Lamech married two women, one named Adah and the other Zillah.
Lamech said to his wives,
“Adah and Zillah, listen to me;
wives of Lamech, hear my words.
I have killed a man for wounding me,
a young man for injuring me.
If Cain is avenged seven times,
then Lamech seventy-seven times.”
There is no statement of condemnation by God for the fact that Lamech takes two wives. The author of Genesis is more subtle than that. What we get is a depiction of the character of Lamech that leads us to believe that his arrogance extends to his marriages. He’s a one-upper. He even wants to one-up his father. If dad was avenged seven times, he will be avenged seventy-seven times. If a man wounds him, he is justified in killing him. No eye for an eye here.
But the original pattern was established in the garden. God made one woman for the man, one wife, not two or more. Jesus tells us that this also establishes God’s ideal for no divorce (Matthew 19). The New Testament apostles affirm monogamy as the ideal when they make the requirement for elders/pastors that they be only the husband of one wife (1 Timothy 3; Titus 1). The leaders must set the precedent for right living.
But throughout the Old Testament we see several individuals, especially some of our heroes to whom we look up, engaged in multiple marriages. Jacob has two wives and a couple of secondary wives, Moses takes a couple of wives (Numbers 12:1), and with the advent of the kingship David and especially Solomon go a little crazy. Undoubtedly they are making alliances through these marriages, especially Solomon. But Moses had conveyed God’s standard in Deuteronomy 17:
The king, moreover, must not acquire great numbers of horses for himself or make the people return to Egypt to get more of them, for the LORD has told you, “You are not to go back that way again.” He must not take many wives, or his heart will be led astray.

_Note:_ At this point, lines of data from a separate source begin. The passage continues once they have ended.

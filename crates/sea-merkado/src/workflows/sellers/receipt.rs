use std::fmt;
use std::io;

use chrono::{DateTime, Utc};
use serde::Serialize;

use super::compliance::CompliancePolicy;
use super::domain::{RequirementKind, SellerRecord};

#[derive(Debug, Clone, Serialize)]
pub struct ReceiptLine {
    pub requirement: RequirementKind,
    pub label: &'static str,
    pub submitted: bool,
    #[serde(skip_serializing_if = "Option::is_none")]
    pub file_name: Option<String>,
}

/// Printable snapshot of a seller, using the same threshold as the live status.
#[derive(Debug, Clone, Serialize)]
pub struct SellerReceipt {
    pub unique_id: String,
    pub name: String,
    pub email: String,
    pub status: &'static str,
    pub display_status: &'static str,
    pub date_added: DateTime<Utc>,
    pub generated_at: DateTime<Utc>,
    pub days_since_registration: i64,
    pub requirements: Vec<ReceiptLine>,
    #[serde(skip_serializing_if = "Option::is_none")]
    pub warning: Option<String>,
}

#[derive(Debug, Serialize)]
struct CsvRow<'a> {
    unique_id: &'a str,
    name: &'a str,
    email: &'a str,
    status: &'a str,
    display_status: &'a str,
    days_since_registration: i64,
    requirement: &'a str,
    submitted: &'a str,
    file_name: &'a str,
    warning: &'a str,
}

impl SellerReceipt {
    pub fn build(record: &SellerRecord, now: DateTime<Utc>, policy: &CompliancePolicy) -> Self {
        let assessment = policy.assess(record, now);

        let requirements = RequirementKind::ALL
            .into_iter()
            .map(|kind| ReceiptLine {
                requirement: kind,
                label: kind.label(),
                submitted: record.requirements.get(kind),
                file_name: record.file_for(kind).map(|file| file.file_name.clone()),
            })
            .collect();

        let warning = assessment.deadline_warning().then(|| {
            format!(
                "Registered {} days ago with incomplete requirements; subject to automatic rejection after {} days",
                assessment.days_since_registration, assessment.deadline_days
            )
        });

        Self {
            unique_id: record.unique_id.clone(),
            name: record.name.clone(),
            email: record.email.clone(),
            status: record.status.label(),
            display_status: assessment.display_status.label(),
            date_added: record.date_added,
            generated_at: now,
            days_since_registration: assessment.days_since_registration,
            requirements,
            warning,
        }
    }

    pub fn render_text(&self) -> String {
        self.to_string()
    }

    /// One CSV row per requirement.
    pub fn write_csv<W: io::Write>(&self, writer: W) -> Result<(), csv::Error> {
        let mut csv_writer = csv::Writer::from_writer(writer);
        let warning = self.warning.as_deref().unwrap_or("");
        for line in &self.requirements {
            csv_writer.serialize(CsvRow {
                unique_id: &self.unique_id,
                name: &self.name,
                email: &self.email,
                status: self.status,
                display_status: self.display_status,
                days_since_registration: self.days_since_registration,
                requirement: line.label,
                submitted: if line.submitted { "yes" } else { "no" },
                file_name: line.file_name.as_deref().unwrap_or(""),
                warning,
            })?;
        }
        csv_writer.flush()?;
        Ok(())
    }

    pub fn to_csv_string(&self) -> Result<String, csv::Error> {
        let mut buffer = Vec::new();
        self.write_csv(&mut buffer)?;
        String::from_utf8(buffer)
            .map_err(|err| csv::Error::from(io::Error::new(io::ErrorKind::InvalidData, err)))
    }
}

impl fmt::Display for SellerReceipt {
    fn fmt(&self, f: &mut fmt::Formatter<'_>) -> fmt::Result {
        writeln!(f, "Seller receipt {}", self.unique_id)?;
        writeln!(f, "Name: {}", self.name)?;
        if !self.email.is_empty() {
            writeln!(f, "Email: {}", self.email)?;
        }
        writeln!(
            f,
            "Registered: {} ({} days ago)",
            self.date_added.format("%Y-%m-%d %H:%M UTC"),
            self.days_since_registration
        )?;
        writeln!(
            f,
            "Status: {} (stored: {})",
            self.display_status, self.status
        )?;
        writeln!(f, "Requirements:")?;
        for line in &self.requirements {
            let mark = if line.submitted { "x" } else { " " };
            match &line.file_name {
                Some(file) => writeln!(f, "  [{mark}] {} ({file})", line.label)?,
                None => writeln!(f, "  [{mark}] {}", line.label)?,
            }
        }
        if let Some(warning) = &self.warning {
            writeln!(f, "WARNING: {warning}")?;
        }
        writeln!(
            f,
            "Generated {}",
            self.generated_at.format("%Y-%m-%d %H:%M UTC")
        )
    }
}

He must not accumulate large amounts of silver and gold. (verses 16,17)
Here God gives a reason for not multiplying wives for kings. The alliances they make through their marriages will undoubtedly introduce pagan religion into their households. And the case of Solomon proves God’s point. Solomon begins to worship with his pagan wives according to their idolatrous religions. He turns from Yahweh. This is one of the ways the Bible tells us God’s that having more than one wife is not a good thing.
The other way the Bible does this is by showing us the practical problems created by polygamy. For example, Jacob obviously favors one wife over another and the children of one wife over the others. The disarray this introduces into his family is devastating. There is constant competition between the wives and the kids suffer as well (see Genesis 29-35). We see the same story in the lives of Elkanah and his wives Hannah and Peninnah. The pain caused by the obvious favoritism Elkanah had for Hannah results in Peninnah using her own ability to have children to torment Hannah.

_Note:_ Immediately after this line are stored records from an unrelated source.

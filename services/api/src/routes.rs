use crate::infra::AppState;
use axum::http::{header, StatusCode};
use axum::response::IntoResponse;
use axum::Extension;
use axum::Json;
use sea_merkado::workflows::notifications::NotificationSource;
use sea_merkado::workflows::sellers::{seller_router, SellerStore};
use serde_json::json;
use std::sync::Arc;

pub(crate) fn with_seller_routes<S>(store: Arc<S>) -> axum::Router
where
    S: SellerStore + NotificationSource + 'static,
{
    seller_router(store)
        .route("/health", axum::routing::get(healthcheck))
        .route("/ready", axum::routing::get(readiness_endpoint))
        .route("/metrics", axum::routing::get(metrics_endpoint))
}

pub(crate) async fn healthcheck() -> Json<serde_json::Value> {
    Json(json!({ "status": "ok" }))
}

pub(crate) async fn readiness_endpoint(Extension(state): Extension<AppState>) -> impl IntoResponse {
    let ready = state.readiness.load(std::sync::atomic::Ordering::Relaxed);
    let status = if ready {
        StatusCode::OK
    } else {
        StatusCode::SERVICE_UNAVAILABLE
    };

    let payload = if ready {
        json!({ "status": "ready" })
    } else {
        json!({ "status": "initializing" })
    };

    (status, Json(payload))
}

pub(crate) async fn metrics_endpoint(Extension(state): Extension<AppState>) -> impl IntoResponse {
    (
        StatusCode::OK,
        [(header::CONTENT_TYPE, "text/plain; version=0.0.4")],
        state.metrics.render(),
    )
}
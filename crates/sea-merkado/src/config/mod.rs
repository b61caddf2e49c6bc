use std::env;
use std::fmt;
use std::net::{IpAddr, SocketAddr};
use std::time::Duration;

/// Distinguishes runtime behavior for different stages of the service.
#[derive(Debug, Clone, Copy, PartialEq, Eq)]
pub enum AppEnvironment {
    Development,
    Test,
    Production,
}

impl AppEnvironment {
    fn from_str(value: &str) -> Self {
        match value.trim().to_ascii_lowercase().as_str() {
            "prod" | "production" => Self::Production,
            "test" | "ci" => Self::Test,
            _ => Self::Development,
        }
    }
}

/// Top-level configuration for the application.
#[derive(Debug, Clone)]
pub struct AppConfig {
    pub environment: AppEnvironment,
    pub server: ServerConfig,
    pub telemetry: TelemetryConfig,
    pub api: ApiConfig,
    pub approval: ApprovalConfig,
}

impl AppConfig {
    pub fn load() -> Result<Self, ConfigError> {
        dotenvy::dotenv().ok();

        let environment = AppEnvironment::from_str(
            &env::var("APP_ENV").unwrap_or_else(|_| "development".to_string()),
        );

        let host = env::var("APP_HOST").unwrap_or_else(|_| "127.0.0.1".to_string());
        let port = env::var("APP_PORT")
            .unwrap_or_else(|_| "3000".to_string())
            .parse::<u16>()
            .map_err(|_| ConfigError::InvalidPort)?;

        let log_level = env::var("APP_LOG_LEVEL").unwrap_or_else(|_| "info".to_string());

        let base_url = env::var("MERKADO_API_URL")
            .unwrap_or_else(|_| format!("http://127.0.0.1:{port}"))
            .trim_end_matches('/')
            .to_string();
        if !base_url.starts_with("http://") && !base_url.starts_with("https://") {
            return Err(ConfigError::InvalidApiUrl { value: base_url });
        }

        let timeout_secs = parse_number("MERKADO_API_TIMEOUT_SECS", 30, MAX_API_TIMEOUT_SECS)?;
        let deadline_days = parse_number("MERKADO_DEADLINE_DAYS", 3, MAX_DEADLINE_DAYS)?;
        let session_ttl_minutes = parse_number(
            "MERKADO_SESSION_TTL_MINUTES",
            60,
            MAX_SESSION_TTL_MINUTES,
        )?;

        Ok(Self {
            environment,
            server: ServerConfig { host, port },
            telemetry: TelemetryConfig { log_level },
            api: ApiConfig {
                base_url,
                timeout: Duration::from_secs(timeout_secs),
            },
            approval: ApprovalConfig {
                deadline_days: deadline_days as i64,
                session_ttl_minutes: session_ttl_minutes as i64,
            },
        })
    }
}

const MAX_API_TIMEOUT_SECS: u64 = 3_600;
const MAX_DEADLINE_DAYS: u64 = 365;
const MAX_SESSION_TTL_MINUTES: u64 = 7 * 24 * 60;

fn parse_number(key: &'static str, default: u64, max: u64) -> Result<u64, ConfigError> {
    let value = match env::var(key) {
        Ok(raw) => raw
            .trim()
            .parse::<u64>()
            .map_err(|_| ConfigError::InvalidNumber { key })?,
        Err(_) => default,
    };
    if value > max {
        return Err(ConfigError::NumberOutOfRange { key, max });
    }
    Ok(value)
}

/// Settings controlling the HTTP server binding.
#[derive(Debug, Clone)]
pub struct ServerConfig {
    pub host: String,
    pub port: u16,
}

impl ServerConfig {
    pub fn socket_addr(&self) -> Result<SocketAddr, ConfigError> {
        if self.host.eq_ignore_ascii_case("localhost") {
            return Ok(SocketAddr::new(IpAddr::from([127, 0, 0, 1]), self.port));
        }

        let ip: IpAddr = self
            .host
            .parse()
            .map_err(|source| ConfigError::InvalidHost { source })?;

        Ok(SocketAddr::new(ip, self.port))
    }
}

/// Tracing and metrics controls.
#[derive(Debug, Clone)]
pub struct TelemetryConfig {
    pub log_level: String,
}

/// Location of the seller store REST API used by the admin client.
#[derive(Debug, Clone)]
pub struct ApiConfig {
    pub base_url: String,
    pub timeout: Duration,
}

/// Dials for the approval workflow.
#[derive(Debug, Clone, Copy)]
pub struct ApprovalConfig {
    pub deadline_days: i64,
    pub session_ttl_minutes: i64,
}

#[derive(Debug)]
pub enum ConfigError {
    InvalidPort,
    InvalidHost { source: std::net::AddrParseError },
    InvalidApiUrl { value: String },
    InvalidNumber { key: &'static str },
    NumberOutOfRange { key: &'static str, max: u64 },
}

impl fmt::Display for ConfigError {
    fn fmt(&self, f: &mut fmt::Formatter<'_>) -> fmt::Result {
        match self {
            ConfigError::InvalidPort => write!(f, "APP_PORT must be a valid u16"),
            ConfigError::InvalidHost { .. } => {
                write!(f, "APP_HOST must parse to an IPv4 or IPv6 address")
            }
            ConfigError::InvalidApiUrl { value } => {
                write!(f, "MERKADO_API_URL must be an http(s) URL, found '{value}'")
            }
            ConfigError::InvalidNumber { key } => {
                write!(f, "{key} must be a non-negative integer")
            }
            ConfigError::NumberOutOfRange { key, max } => {
                write!(f, "{key} must not exceed {max}")
            }
        }
    }
}

impl std::error::Error for ConfigError {
    fn source(&self) -> Option<&(dyn std::error::Error + 'static)> {
        match self {
            ConfigError::InvalidHost { source } => Some(source),
            ConfigError::InvalidPort
            | ConfigError::InvalidApiUrl { .. }
            | ConfigError::InvalidNumber { .. }
            | ConfigError::NumberOutOfRange { .. } => None,
        }
    }
}
mod admin;
mod cli;
mod demo;
mod infra;
mod routes;
mod server;

use sea_merkado::error::AppError;

pub async fn run() -> Result<(), AppError> {
    cli::run().await
}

There are no good examples of polygamy in the Bible, no situations where polygamy is presented in a favorable light. Though God does not come down hard on Jacob or Moses or David for having more than one wife, He does not condone it. Are nations justified, then, in outlawing polygamy? Nations can legislate however they desire in compliance with Biblical ideals. It is in the best interest of their citizens not to allow polygamy. The same difficulties seen in the Biblical accounts of polygamous marriages will be repeated in modern day marriages. It is the hardness of men’s hearts that promotes multiple spouses.

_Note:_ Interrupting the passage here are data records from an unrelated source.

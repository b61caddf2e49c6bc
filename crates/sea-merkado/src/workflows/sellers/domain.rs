use std::fmt;
use std::str::FromStr;

use chrono::{DateTime, Utc};
use serde::{Deserialize, Serialize};

/// Identifier assigned by the seller store.
#[derive(Debug, Clone, PartialEq, Eq, Hash, PartialOrd, Ord, Serialize, Deserialize)]
pub struct SellerId(pub String);

impl fmt::Display for SellerId {
    fn fmt(&self, f: &mut fmt::Formatter<'_>) -> fmt::Result {
        f.write_str(&self.0)
    }
}

/// Persisted approval status. `Accepted` and `Rejected` are terminal.
#[derive(Debug, Clone, Copy, PartialEq, Eq, Hash, Serialize, Deserialize)]
#[serde(rename_all = "lowercase")]
pub enum SellerStatus {
    Pending,
    Accepted,
    Rejected,
}

impl SellerStatus {
    pub const fn label(self) -> &'static str {
        match self {
            SellerStatus::Pending => "pending",
            SellerStatus::Accepted => "accepted",
            SellerStatus::Rejected => "rejected",
        }
    }

    pub const fn is_terminal(self) -> bool {
        matches!(self, SellerStatus::Accepted | SellerStatus::Rejected)
    }
}

impl fmt::Display for SellerStatus {
    fn fmt(&self, f: &mut fmt::Formatter<'_>) -> fmt::Result {
        f.write_str(self.label())
    }
}

impl FromStr for SellerStatus {
    type Err = UnknownValue;

    fn from_str(raw: &str) -> Result<Self, Self::Err> {
        match raw.trim().to_ascii_lowercase().as_str() {
            "pending" => Ok(SellerStatus::Pending),
            "accepted" => Ok(SellerStatus::Accepted),
            "rejected" => Ok(SellerStatus::Rejected),
            _ => Err(UnknownValue {
                kind: "seller status",
                value: raw.to_string(),
            }),
        }
    }
}

/// Compliance documents every seller has to submit.
#[derive(Debug, Clone, Copy, PartialEq, Eq, Hash, PartialOrd, Ord, Serialize, Deserialize)]
#[serde(rename_all = "camelCase")]
pub enum RequirementKind {
    BarangayClearance,
    BusinessPermit,
    IdProof,
}

impl RequirementKind {
    pub const ALL: [RequirementKind; 3] = [
        RequirementKind::BarangayClearance,
        RequirementKind::BusinessPermit,
        RequirementKind::IdProof,
    ];

    /// Wire key used inside the encoded requirements object and in URLs.
    pub const fn key(self) -> &'static str {
        match self {
            RequirementKind::BarangayClearance => "barangayClearance",
            RequirementKind::BusinessPermit => "businessPermit",
            RequirementKind::IdProof => "idProof",
        }
    }

    pub const fn label(self) -> &'static str {
        match self {
            RequirementKind::BarangayClearance => "Barangay Clearance",
            RequirementKind::BusinessPermit => "Business Permit",
            RequirementKind::IdProof => "Valid ID",
        }
    }
}

impl fmt::Display for RequirementKind {
    fn fmt(&self, f: &mut fmt::Formatter<'_>) -> fmt::Result {
        f.write_str(self.key())
    }
}

impl FromStr for RequirementKind {
    type Err = UnknownValue;

    fn from_str(raw: &str) -> Result<Self, Self::Err> {
        let normalized: String = raw
            .trim()
            .chars()
            .filter(|c| c.is_ascii_alphanumeric())
            .map(|c| c.to_ascii_lowercase())
            .collect();
        match normalized.as_str() {
            "barangayclearance" | "clearance" => Ok(RequirementKind::BarangayClearance),
            "businesspermit" | "permit" => Ok(RequirementKind::BusinessPermit),
            "idproof" | "id" | "validid" => Ok(RequirementKind::IdProof),
            _ => Err(UnknownValue {
                kind: "requirement",
                value: raw.to_string(),
            }),
        }
    }
}

/// Raised when a status or requirement name cannot be parsed.
#[derive(Debug, Clone, PartialEq, Eq, thiserror::Error)]
#[error("unknown {kind} '{value}'")]
pub struct UnknownValue {
    pub kind: &'static str,
    pub value: String,
}

/// The three requirement flags. Missing keys decode as `false`.
#[derive(Debug, Clone, Copy, Default, PartialEq, Eq, Serialize, Deserialize)]
#[serde(rename_all = "camelCase", default)]
pub struct Requirements {
    pub barangay_clearance: bool,
    pub business_permit: bool,
    pub id_proof: bool,
}

impl Requirements {
    pub const fn all_submitted() -> Self {
        Self {
            barangay_clearance: true,
            business_permit: true,
            id_proof: true,
        }
    }

    pub fn get(&self, kind: RequirementKind) -> bool {
        match kind {
            RequirementKind::BarangayClearance => self.barangay_clearance,
            RequirementKind::BusinessPermit => self.business_permit,
            RequirementKind::IdProof => self.id_proof,
        }
    }

    pub fn set(&mut self, kind: RequirementKind, value: bool) {
        match kind {
            RequirementKind::BarangayClearance => self.barangay_clearance = value,
            RequirementKind::BusinessPermit => self.business_permit = value,
            RequirementKind::IdProof => self.id_proof = value,
        }
    }

    /// Compliance requires every flag, not a majority.
    pub fn is_complete(&self) -> bool {
        self.barangay_clearance && self.business_permit && self.id_proof
    }

    pub fn missing(&self) -> Vec<RequirementKind> {
        RequirementKind::ALL
            .into_iter()
            .filter(|kind| !self.get(*kind))
            .collect()
    }

    /// Encode to the JSON string stored by the seller store.
    pub fn encode(&self) -> Result<String, serde_json::Error> {
        serde_json::to_string(self)
    }

    pub fn decode(raw: &str) -> Result<Self, serde_json::Error> {
        let trimmed = raw.trim();
        if trimmed.is_empty() || trimmed == "null" {
            return Ok(Self::default());
        }
        serde_json::from_str(trimmed)
    }
}

/// Serde adapter for the JSON-encoded `requirements` column.
pub mod encoded_requirements {
    use super::Requirements;
    use serde::{Deserialize, Deserializer, Serializer};

    #[derive(Deserialize)]
    #[serde(untagged)]
    enum Encoded {
        Text(String),
        Object(Requirements),
        Missing(()),
    }

    pub fn serialize<S>(requirements: &Requirements, serializer: S) -> Result<S::Ok, S::Error>
    where
        S: Serializer,
    {
        let encoded = requirements.encode().map_err(serde::ser::Error::custom)?;
        serializer.serialize_str(&encoded)
    }

    pub fn deserialize<'de, D>(deserializer: D) -> Result<Requirements, D::Error>
    where
        D: Deserializer<'de>,
    {
        match Encoded::deserialize(deserializer)? {
            Encoded::Text(raw) => Requirements::decode(&raw).map_err(serde::de::Error::custom),
            Encoded::Object(requirements) => Ok(requirements),
            Encoded::Missing(()) => Ok(Requirements::default()),
        }
    }
}

/// Serde adapter accepting RFC 3339 or `YYYY-MM-DD HH:MM:SS` (UTC) timestamps.
pub mod timestamp {
    use chrono::{DateTime, NaiveDateTime, SecondsFormat, Utc};
    use serde::{Deserialize, Deserializer, Serializer};

    pub fn parse(raw: &str) -> Result<DateTime<Utc>, String> {
        let trimmed = raw.trim();
        if let Ok(parsed) = DateTime::parse_from_rfc3339(trimmed) {
            return Ok(parsed.with_timezone(&Utc));
        }
        NaiveDateTime::parse_from_str(trimmed, "%Y-%m-%d %H:%M:%S")
            .map(|naive| naive.and_utc())
            .map_err(|err| format!("failed to parse '{raw}' as a timestamp ({err})"))
    }

    pub fn serialize<S>(value: &DateTime<Utc>, serializer: S) -> Result<S::Ok, S::Error>
    where
        S: Serializer,
    {
        serializer.serialize_str(&value.to_rfc3339_opts(SecondsFormat::Millis, true))
    }

    pub fn deserialize<'de, D>(deserializer: D) -> Result<DateTime<Utc>, D::Error>
    where
        D: Deserializer<'de>,
    {
        let raw = String::deserialize(deserializer)?;
        parse(&raw).map_err(serde::de::Error::custom)
    }
}

/// Uploaded document backing a requirement flag.
#[derive(Debug, Clone, PartialEq, Eq, Serialize, Deserialize)]
pub struct RequirementFile {
    pub requirement: RequirementKind,
    pub file_name: String,
    pub content_type: String,
    #[serde(with = "timestamp")]
    pub uploaded_at: DateTime<Utc>,
}

/// Seller record as returned by the store.
#[derive(Debug, Clone, PartialEq, Eq, Serialize, Deserialize)]
pub struct SellerRecord {
    pub id: SellerId,
    pub unique_id: String,
    #[serde(default)]
    pub name: String,
    #[serde(default)]
    pub email: String,
    pub status: SellerStatus,
    #[serde(with = "encoded_requirements", default)]
    pub requirements: Requirements,
    #[serde(default)]
    pub files: Vec<RequirementFile>,
    #[serde(with = "timestamp")]
    pub date_added: DateTime<Utc>,
}

impl SellerRecord {
    pub fn file_for(&self, kind: RequirementKind) -> Option<&RequirementFile> {
        self.files.iter().find(|file| file.requirement == kind)
    }

    pub fn has_file(&self, kind: RequirementKind) -> bool {
        self.file_for(kind).is_some()
    }
}

/// Registration payload for a new seller.
#[derive(Debug, Clone, PartialEq, Eq, Serialize, Deserialize)]
pub struct NewSeller {
    pub name: String,
    pub email: String,
}

/// Human-facing seller code, e.g. `SELLER-1718000000000`.
pub fn unique_id_for(created_at: DateTime<Utc>) -> String {
    format!("SELLER-{}", created_at.timestamp_millis())
}

/// Body of `PUT /api/sellers/{id}/status`.
#[derive(Debug, Clone, Copy, PartialEq, Eq, Serialize, Deserialize)]
pub struct StatusUpdate {
    pub status: SellerStatus,
}

/// Body of `PUT /api/sellers/{id}/requirements`.
#[derive(Debug, Clone, Copy, PartialEq, Eq, Serialize, Deserialize)]
pub struct RequirementsUpdate {
    #[serde(with = "encoded_requirements")]
    pub requirements: Requirements,
}

/// Body of `POST /api/sellers/{id}/files/{requirement}`.
#[derive(Debug, Clone, PartialEq, Eq, Serialize, Deserialize)]
pub struct FileUpload {
    pub file_name: String,
    pub content_type: String,
}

However, you can bet that the appetite of many men (and not a few women) for multiple sexual partners and what some consider the benefits of having larger households with multiple spouses will lead citizens to appeal for polygamy to be allowed. The Bible is a record of God’s best practices for human beings. His love for us leads Him to tell us what is best for our lives and what leads to the greatest opportunity for blessing in our lives. Monogamy is just such an opportunity.